(Beginning of RECORDS SUPPLIED)

/*
 * Blocklaunch - A Minecraft Launcher
 * Copyright (C) 2025 Josh Kropf <josh@slashdev.ca>
 *
 * This program is free software: you can redistribute it and/or modify
 * it under the terms of the GNU General Public License as published by
 * the Free Software Foundation, either version 3 of the License, or
 * (at your option) any later version.
 *
 * This program is distributed in the hope that it will be useful,
 * but WITHOUT ANY WARRANTY; without even the implied warranty of
 * MERCHANTABILITY or FITNESS FOR A PARTICULAR PURPOSE.  See the
 * GNU General Public License for more details.
 *
 * You should have received a copy of the GNU General Public License
 * along with this program.  If not, see <https://www.gnu.org/licenses/>.
 */

use std::{collections::HashMap, path::PathBuf};
use tracing::{debug, warn};

use crate::{
    env,
    json::{ArgEntry, LaunchDescriptor, LaunchProfile},
    rules::{argument_applies, RulesContext}
};

const DEFAULT_WIDTH: u32 = 856;
const DEFAULT_HEIGHT: u32 = 482;
const DEFAULT_SERVER_PORT: &str = "25565";
const DEFAULT_PROXY_PORT: u16 = 8080;

/// Locations that are only known once natives and libraries are in place
#[derive(Clone, Debug, Default)]
pub struct LaunchPaths {
    pub natives_directory: PathBuf,
    /// Fully joined classpath string
    pub classpath: String
}

/// Turns templated descriptor arguments into concrete command line tokens.
///
/// Holds no state between calls, expanding the same descriptor twice yields
/// the same tokens.
pub struct ArgumentEngine<'a> {
    profile: &'a LaunchProfile,
    rules_ctx: RulesContext
}

impl<'a> ArgumentEngine<'a> {
    pub fn new(profile: &'a LaunchProfile) -> Self {
        ArgumentEngine {
            profile,
            rules_ctx: RulesContext::new(profile.os(), profile.features())
        }
    }

    /// Game arguments, everything after the main class
    pub fn expand(&self, descriptor: &LaunchDescriptor, paths: &LaunchPaths) -> Vec<String> {
        let vanilla = descriptor.vanilla();
        let mut entries = descriptor.game_arguments();

        let min_args = self.profile.overrides.min_args
            .unwrap_or(if vanilla.is_legacy_assets() { 5 } else { 11 });

        if entries.len() < min_args {
            match descriptor {
                LaunchDescriptor::CustomOverride { .. } => {
                    debug!("Loader declares {} game arguments, appending vanilla arguments", entries.len());
                    entries.extend(vanilla.arguments.game());
                }
                LaunchDescriptor::Vanilla(_) => {
                    let legacy = vanilla.arguments.legacy_fallback();

                    if !legacy.is_empty() {
                        debug!("Descriptor declares {} game arguments, appending minecraftArguments", entries.len());
                        entries.extend(legacy);
                    }
                }
            }
        }

        entries.extend(self.profile.custom_launch_args.iter().cloned().map(ArgEntry::Plain));

        let ctx = self.substitutions(descriptor, paths);
        let mut args = self.walk(&entries, &ctx);

        self.append_demo(&mut args);
        self.append_window(&mut args);
        self.append_quick_play(&mut args);
        self.append_proxy(&mut args);

        args
    }

    /// Rule filtered `arguments.jvm` of modern descriptors.
    ///
    /// The classpath and library path flags are left out, the launcher
    /// supplies its own.
    pub fn jvm_arguments(&self, descriptor: &LaunchDescriptor, paths: &LaunchPaths) -> Vec<String> {
        let mut entries = Vec::new();
        let mut skip_next = false;

        for entry in descriptor.jvm_arguments() {
            if skip_next {
                skip_next = false;
                continue;
            }

            let launcher_owned = match &entry {
                ArgEntry::Plain(arg) if arg == "-cp" || arg == "-classpath" => {
                    skip_next = true;
                    true
                }
                ArgEntry::Plain(arg) => arg.starts_with("-Djava.library.path="),
                _ => false
            };

            if !launcher_owned {
                entries.push(entry);
            }
        }

        let ctx = self.substitutions(descriptor, paths);
        self.walk(&entries, &ctx)
    }

    /// Values for every `${token}` an argument template may reference
    pub fn substitutions(&self, descriptor: &LaunchDescriptor, paths: &LaunchPaths) -> HashMap<&'static str, String> {
        let profile = self.profile;
        let vanilla = descriptor.vanilla();
        let creds = &profile.authorization;

        let assets_root = if vanilla.is_legacy_assets() {
            profile.resources_dir()
        } else {
            profile.asset_root()
        };

        let assets_index_name = profile.overrides.asset_index.clone()
            .unwrap_or_else(|| vanilla.asset_index.id.clone());

        let version_name = profile.version.custom.clone()
            .unwrap_or_else(|| profile.version.number.clone());

        let mut ctx = HashMap::new();

        ctx.insert("auth_access_token", creds.access_token.clone());
        ctx.insert("auth_session", creds.access_token.clone());
        ctx.insert("auth_player_name", creds.name.clone());
        ctx.insert("auth_uuid", creds.uuid.clone());
        ctx.insert("auth_xuid", creds.xuid().to_string());
        ctx.insert("user_properties", creds.user_properties());
        ctx.insert("user_type", creds.user_type().to_string());
        ctx.insert("version_name", version_name);
        ctx.insert("version_type", profile.version.release_type.clone());
        ctx.insert("assets_index_name", assets_index_name);
        ctx.insert("game_directory", profile.game_directory().to_string_lossy().to_string());
        ctx.insert("assets_root", assets_root.to_string_lossy().to_string());
        ctx.insert("game_assets", assets_root.to_string_lossy().to_string());
        ctx.insert("clientid", creds.client_id().to_string());
        ctx.insert("resolution_width", self.window_width().to_string());
        ctx.insert("resolution_height", self.window_height().to_string());
        ctx.insert("natives_directory", paths.natives_directory.to_string_lossy().to_string());
        ctx.insert("launcher_name", env::get_package_name().to_string());
        ctx.insert("launcher_version", env::get_package_version().to_string());
        ctx.insert("classpath", paths.classpath.clone());
        ctx.insert("classpath_separator", profile.os().classpath_separator().to_string());
        ctx.insert("library_directory", profile.library_root().to_string_lossy().to_string());

        ctx
    }

    fn walk(&self, entries: &[ArgEntry], ctx: &HashMap<&'static str, String>) -> Vec<String> {
        let mut args = Vec::new();

        for entry in entries {
            match entry {
                ArgEntry::Plain(arg) => args.push(substitute(arg, ctx)),
                ArgEntry::Number(n) => args.push(n.to_string()),
                ArgEntry::Conditional { rules, value } => {
                    if argument_applies(rules, &self.rules_ctx) {
                        args.extend(value.values().iter().map(|v| substitute(v, ctx)));
                    }
                }
                ArgEntry::Malformed(value) => debug!("Dropping malformed argument {value}")
            }
        }

        args
    }

    fn window_width(&self) -> u32 {
        self.profile.window.as_ref()
            .and_then(|w| w.width)
            .unwrap_or(DEFAULT_WIDTH)
    }

    fn window_height(&self) -> u32 {
        self.profile.window.as_ref()
            .and_then(|w| w.height)
            .unwrap_or(DEFAULT_HEIGHT)
    }

    fn append_demo(&self, args: &mut Vec<String>) {
        let demo_feature = self.rules_ctx.features.iter().any(|f| f == "is_demo_user");

        if self.profile.authorization.is_demo() && !demo_feature {
            args.push("--demo".to_string());
        }
    }

    fn append_window(&self, args: &mut Vec<String>) {
        let Some(window) = &self.profile.window else {
            return;
        };

        if window.fullscreen {
            args.push("--fullscreen".to_string());
        } else {
            if let Some(width) = window.width {
                args.extend(["--width".to_string(), width.to_string()]);
            }
            if let Some(height) = window.height {
                args.extend(["--height".to_string(), height.to_string()]);
            }
        }
    }

    fn append_quick_play(&self, args: &mut Vec<String>) {
        let Some(quick_play) = &self.profile.quick_play else {
            return;
        };

        let flag = match quick_play.play_type.as_str() {
            "singleplayer" => "--quickPlaySingleplayer",
            "multiplayer" => "--quickPlayMultiplayer",
            "realms" => "--quickPlayRealms",
            "legacy" => {
                let (host, port) = quick_play.identifier.split_once(':')
                    .unwrap_or((quick_play.identifier.as_str(), DEFAULT_SERVER_PORT));

                args.extend([
                    "--server".to_string(), host.to_string(),
                    "--port".to_string(), port.to_string()
                ]);
                ""
            }
            other => {
                warn!("Unknown quick play type '{other}', ignoring");
                return;
            }
        };

        if !flag.is_empty() {
            args.extend([flag.to_string(), quick_play.identifier.clone()]);
        }

        if let Some(path) = &quick_play.path {
            args.extend(["--quickPlayPath".to_string(), path.clone()]);
        }
    }

    fn append_proxy(&self, args: &mut Vec<String>) {
        let Some(proxy) = &self.profile.proxy else {
            return;
        };

        args.extend([
            "--proxyHost".to_string(), proxy.host.clone(),
            "--proxyPort".to_string(), proxy.port.unwrap_or(DEFAULT_PROXY_PORT).to_string()
        ]);

        if let Some(user) = &proxy.username {
            args.extend(["--proxyUser".to_string(), user.clone()]);
        }
        if let Some(pass) = &proxy.password {
            args.extend(["--proxyPass".to_string(), pass.clone()]);
        }
    }
}

fn substitute(arg: &str, ctx: &HashMap<&'static str, String>) -> String {
    shellexpand::env_with_context_no_errors(arg, |var: &str| ctx.get(var)).to_string()
}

(End of RECORDS SUPPLIED)

DIRECTIONS FOR THIS TASK:
In this listing, how many lines contain "match"? Give the number without explanation.

EXERCISE RESPONSE:
4